Automatisierte Produktionslinien: Die Anpassung an SPS-Steuerungssysteme ermöglicht die Ferneinstellung von Drehmomentparametern über das Modbus-Protokoll mit einer Wiederholgenauigkeit von ±0,03 mm.

2. Professionelle Einsatzszenarien
* Möbelmontage: Bei MDF-Materialien wird ein Drehmoment von 0,3-0,8 N·m verwendet, wobei ein Überlastungsschutz vorhanden ist, um Sägemehlbruch zu vermeiden.
* Gerätereparatur: Zum Lösen der Gehäuseschrauben von Klimaanlagen wird ein niedriges Drehmoment von 0,5-1,0 N·m verwendet, um ein Überdrehen zu verhindern.
* Einsätze in großer Höhe: Akkubetriebene Modelle verfügen über eine Drehmomentverriegelungsfunktion, die eine Drehmomentabweichung von ≤ ±2 % bei einhändiger Bedienung gewährleistet und somit die Sicherheit erhöht.

3. Anpassungsfähigkeit an spezielle Umgebungen
* Feuchte Umgebungen (Badezimmerinstallation): Es werden wasserdichte Werkzeuge verwendet, und der Drehmomentsensor ist abgedichtet, wodurch die Genauigkeit auch bei 90 % Luftfeuchtigkeit erhalten bleibt.
* Umgebungen mit niedrigen Temperaturen (Außenbetrieb): Ein Kompensationsalgorithmus für niedrige Temperaturen wird aktiviert, der eine Drehmomentabweichung von ≤ ±3 % bei -10℃ gewährleistet.
* Hochfrequenzbetrieb (Montagelinien): Es wird ein bürstenloser Motor verwendet, dessen Drehmomentverlust nach 8 Stunden Dauerbetrieb ≤ 3 % beträgt, wodurch die Lebensdauer verlängert wird.

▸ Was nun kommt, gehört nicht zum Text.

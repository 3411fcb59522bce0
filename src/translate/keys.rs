//! Browser step parameter keys.

/// Parameter keys whose model spelling differs from the attribute name.
const KEY_MAP: &[(&str, &str)] = &[
    ("click_type", "clickType"),
    ("playing_tab_id", "playingTabId"),
    ("subtest_public_id", "subtestPublicId"),
    ("with_click", "withClick"),
];

/// Step type to the parameter keys it accepts, in attribute spelling.
pub const STEP_PARAMS: &[(&str, &[&str])] = &[
    ("assertCurrentUrl", &["check", "value"]),
    ("assertElementAttribute", &["attribute", "check", "element", "value"]),
    ("assertElementContent", &["check", "element", "value"]),
    ("assertElementPresent", &["element"]),
    ("assertEmail", &["email"]),
    ("assertFileDownload", &["file"]),
    ("assertFromJavascript", &["code", "element"]),
    ("assertPageContains", &["value"]),
    ("assertPageLacks", &["value"]),
    ("click", &["click_type", "element"]),
    ("extractFromJavascript", &["code", "element", "variable"]),
    ("extractVariable", &["element", "variable"]),
    ("goToEmailLink", &["value"]),
    ("goToUrl", &["value"]),
    ("hover", &["element"]),
    ("playSubTest", &["playing_tab_id", "subtest_public_id"]),
    ("pressKey", &["modifiers", "value"]),
    ("refresh", &[]),
    ("runApiTest", &["request"]),
    ("scroll", &["element", "x", "y"]),
    ("selectOption", &["element", "value"]),
    ("typeText", &["delay", "element", "value"]),
    ("uploadFiles", &["element", "files", "with_click"]),
    ("wait", &["value"]),
];

/// The model spelling of an attribute key.
pub fn to_model_key(key: &str) -> &str {
    KEY_MAP
        .iter()
        .find(|(attribute, _)| *attribute == key)
        .map_or(key, |(_, model)| model)
}

/// The attribute spelling of a model key.
pub fn to_config_key(key: &str) -> &str {
    KEY_MAP
        .iter()
        .find(|(_, model)| *model == key)
        .map_or(key, |(attribute, _)| attribute)
}

/// The parameter keys of `step_type`, or `None` for an unknown type.
pub fn step_params(step_type: &str) -> Option<&'static [&'static str]> {
    STEP_PARAMS
        .iter()
        .find(|(name, _)| *name == step_type)
        .map(|(_, keys)| *keys)
}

Technische Zusammenfassung
Die Verbesserung der Drehmomentregelungsgenauigkeit von Elektroschraubern ist ein systematisches Entwicklungsprojekt, das die Bereiche Sensorerfassung, algorithmische Steuerung und mechanische Ausführung umfasst. Durch die Integration von Vektorregelung, hochpräziser Sensorik und Umgebungskompensation lässt sich eine stationäre Genauigkeit von ±0,1 % und eine dynamische Reaktionszeit von unter 10 ms erreichen. Damit werden die Anforderungen verschiedenster Anwendungsbereiche erfüllt – von der präzisen Elektronikmontage bis hin zu schweren industriellen Verschraubungen. Die Einhaltung internationaler Normen wie EN 60745-1 in Kombination mit szenariobasierten Optimierungsstrategien ist der Schlüssel zur Verbesserung der Betriebsqualität und -effizienz.